Only a die-hard Jolyonista would argue that the two days of legal submissions that concluded the protracted Tribunal hearing of the attack on the LGB Alliance went well for Mermaids and the GLP. And even he/she/they/fae/zir would have to concede that the two-day Court of Appeal hearing of the ‘ministerial emails’ appeal was not the GLP’s finest hour in court. As one observer noted on Twitter: “Textbook poor lawyering: no draft Order, no clear architecture, judges’ concerns not being met. Comes across as very sloppy.”
However, thanks to some heavy promotion by the GLP, over the five days up to and including the Court of Appeal hearing the associated GLP crowdfunder raked in more than £45,000 from some 2,250 new donors, to add to the some £135,000 previously raised from some 5,550 donors.
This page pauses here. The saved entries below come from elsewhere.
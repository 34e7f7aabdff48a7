//! Module implementing the node's input parameters.

use std::fmt;
use std::path::PathBuf;

use crate::model::{Color, HAlign, LayoutConfig, LayoutConfigError, Padding, VAlign,
                   DEFAULT_COLOR, DEFAULT_HALIGN, DEFAULT_MAX_FONT_SIZE, DEFAULT_MAX_TEXT_HEIGHT,
                   DEFAULT_OUTLINE_COLOR, DEFAULT_OUTLINE_WIDTH, DEFAULT_PADDING, DEFAULT_VALIGN};


/// Text that the node starts out with.
pub const DEFAULT_MEME_TEXT: &'static str = "Your Meme Text Here";


/// Parameters of a single node invocation, as passed by the host.
///
/// All of them except `font` have defaults.
#[derive(Clone, Deserialize, PartialEq)]
pub struct NodeInputs {
    #[serde(default = "default::meme_text")]
    pub meme_text: String,
    /// File name of the font, relative to the host's input directory.
    pub font: String,
    #[serde(default = "default::max_font_size")]
    pub max_font_size: u32,
    #[serde(default = "default::font_color")]
    pub font_color: Color,
    #[serde(default = "default::outline_color")]
    pub outline_color: Color,
    #[serde(default = "default::outline_width")]
    pub outline_width: u32,
    #[serde(default = "default::horizontal_align")]
    pub horizontal_align: HAlign,
    #[serde(default = "default::vertical_align")]
    pub vertical_align: VAlign,
    #[serde(default = "default::padding")]
    pub padding_left: u32,
    #[serde(default = "default::padding")]
    pub padding_right: u32,
    #[serde(default = "default::padding")]
    pub padding_top: u32,
    #[serde(default = "default::padding")]
    pub padding_bottom: u32,
    /// Maximum height of the text block.
    #[serde(default = "default::meme_height")]
    pub meme_height: u32,
}

impl NodeInputs {
    /// Create the inputs with given font and all other parameters at their defaults.
    pub fn with_font<S: Into<String>>(font: S) -> Self {
        NodeInputs{
            meme_text: default::meme_text(),
            font: font.into(),
            max_font_size: default::max_font_size(),
            font_color: default::font_color(),
            outline_color: default::outline_color(),
            outline_width: default::outline_width(),
            horizontal_align: default::horizontal_align(),
            vertical_align: default::vertical_align(),
            padding_left: default::padding(),
            padding_right: default::padding(),
            padding_top: default::padding(),
            padding_bottom: default::padding(),
            meme_height: default::meme_height(),
        }
    }

    #[inline]
    pub fn padding(&self) -> Padding {
        Padding{
            left: self.padding_left,
            right: self.padding_right,
            top: self.padding_top,
            bottom: self.padding_bottom,
        }
    }

    /// Create the `LayoutConfig` for rendering with the font at given path.
    pub fn layout_config(&self, font: PathBuf) -> Result<LayoutConfig, LayoutConfigError> {
        LayoutConfig::with_font(font)
            .max_font_size(self.max_font_size)
            .font_color(self.font_color)
            .outline_color(self.outline_color)
            .outline_width(self.outline_width)
            .halign(self.horizontal_align)
            .valign(self.vertical_align)
            .padding(self.padding())
            .max_text_height(self.meme_height)
            .build()
    }
}

impl fmt::Debug for NodeInputs {
    fn fmt(&self, fmt: &mut fmt::Formatter) -> fmt::Result {
        write!(fmt, "{valign}-{halign}{{{font:?} <={size}px {color}/{outline}x{width} \
                     pad({l},{r},{t},{b}) h<={height}}}({text:?})",
            text = self.meme_text,
            valign = self.vertical_align, halign = self.horizontal_align,
            font = self.font,
            size = self.max_font_size,
            color = self.font_color,
            outline = self.outline_color,
            width = self.outline_width,
            l = self.padding_left, r = self.padding_right,
            t = self.padding_top, b = self.padding_bottom,
            height = self.meme_height)
    }
}

mod default {
    use super::*;

    pub fn meme_text() -> String { DEFAULT_MEME_TEXT.to_owned() }
    pub fn max_font_size() -> u32 { DEFAULT_MAX_FONT_SIZE }
    pub fn font_color() -> Color { DEFAULT_COLOR }
    pub fn outline_color() -> Color { DEFAULT_OUTLINE_COLOR }
    pub fn outline_width() -> u32 { DEFAULT_OUTLINE_WIDTH }
    pub fn horizontal_align() -> HAlign { DEFAULT_HALIGN }
    pub fn vertical_align() -> VAlign { DEFAULT_VALIGN }
    pub fn padding() -> u32 { DEFAULT_PADDING }
    pub fn meme_height() -> u32 { DEFAULT_MAX_TEXT_HEIGHT }
}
By 4:15 pm on 8 November, when the first day of the hearing came to an end with the Master of the Rolls offering the GLP’s counsel an extra 15 minutes at the start of the second day to “have another go at making [your] case” – the clear implication being that she had so far failed to do so – the total stood at £179,111. And by the time GLP closed the crowdfunder, a few hours after the end of the second day, it had garnered a stonking £180,203 from 7,823 donors.
One has to wonder how much understanding of the legal merits of the GLP’s appeal those 2,250 new donors had when parting with their cash. In particular, you have to wonder how many fully appreciated that, in April, the High Court drove a steamroller back and fore over the GLP’s case, before ordering the GLP to pay £125,000 of the Government’s legal costs. Or that, in October, in the case of Abingdon Health, the GLP was given another kicking by the High Court on the issue of standing.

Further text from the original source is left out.